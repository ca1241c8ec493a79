use serde::{Deserialize, Serialize};
use serde_json::json;
use weft_a2a::{AgentCard, PeerClient};
use weft_core::sanitize_identifier;
use weft_mcp::{McpClient, ToolDescriptor};

#[derive(Debug, Clone, Copy, PartialEq, Eq, Serialize, Deserialize)]
#[serde(rename_all = "snake_case")]
pub enum CapabilityKind {
    ToolProvider,
    PeerAgent,
}

/// In-process representation of one attached capability. The handle owns its
/// transport state; dropping it releases the connection on every exit path.
pub enum CapabilityHandle {
    ToolProvider {
        url: String,
        declared_name: String,
        tools: Vec<ToolDescriptor>,
        client: McpClient,
    },
    PeerAgent {
        url: String,
        card: AgentCard,
        addressable_as: String,
        client: PeerClient,
    },
}

/// How an exposed function key reaches its remote end. Cloned out of the
/// registry so an in-flight invocation survives concurrent removal.
#[derive(Clone)]
pub enum InvokeTarget {
    Tool { client: McpClient, tool_name: String },
    Peer { client: PeerClient, base_url: String },
}

/// One function a handle wants to expose, before registry-wide key dedup.
pub struct FunctionSpec {
    pub base_name: String,
    pub description: String,
    pub parameters: serde_json::Value,
    pub target: InvokeTarget,
}

impl CapabilityHandle {
    pub fn url(&self) -> &str {
        match self {
            CapabilityHandle::ToolProvider { url, .. } => url,
            CapabilityHandle::PeerAgent { url, .. } => url,
        }
    }

    pub fn kind(&self) -> CapabilityKind {
        match self {
            CapabilityHandle::ToolProvider { .. } => CapabilityKind::ToolProvider,
            CapabilityHandle::PeerAgent { .. } => CapabilityKind::PeerAgent,
        }
    }

    /// Key used to disambiguate colliding function names.
    pub fn scope_key(&self) -> String {
        match self {
            CapabilityHandle::ToolProvider { declared_name, .. } => {
                sanitize_identifier(declared_name)
            }
            CapabilityHandle::PeerAgent { addressable_as, .. } => addressable_as.clone(),
        }
    }

    /// The functions this handle contributes, in declaration order. Tool
    /// providers expose one function per remote tool; a peer exposes one
    /// function per skill of its cached card, namespaced by the peer's
    /// addressable name and taking a single `message` argument.
    pub fn function_specs(&self) -> Vec<FunctionSpec> {
        match self {
            CapabilityHandle::ToolProvider { tools, client, .. } => tools
                .iter()
                .map(|tool| FunctionSpec {
                    base_name: tool.name.clone(),
                    description: tool.description.clone(),
                    parameters: tool.input_schema.clone(),
                    target: InvokeTarget::Tool {
                        client: client.clone(),
                        tool_name: tool.name.clone(),
                    },
                })
                .collect(),
            CapabilityHandle::PeerAgent { url, card, addressable_as, client } => card
                .skills
                .iter()
                .map(|skill| FunctionSpec {
                    base_name: format!("{}_{}", addressable_as, sanitize_identifier(&skill.name)),
                    description: format!("Ask agent '{}': {}", card.name, skill.description),
                    parameters: json!({
                        "type": "object",
                        "properties": {
                            "message": {
                                "type": "string",
                                "description": "The request to send to the agent"
                            }
                        },
                        "required": ["message"]
                    }),
                    target: InvokeTarget::Peer {
                        client: client.clone(),
                        base_url: url.clone(),
                    },
                })
                .collect(),
        }
    }
}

**********

▶ [Instructions for the task] Search the material for the word "McpClient" and copy each line where it occurs.

▶ [Answer to this task]
use weft_mcp::{McpClient, ToolDescriptor};
        client: McpClient,
    Tool { client: McpClient, tool_name: String },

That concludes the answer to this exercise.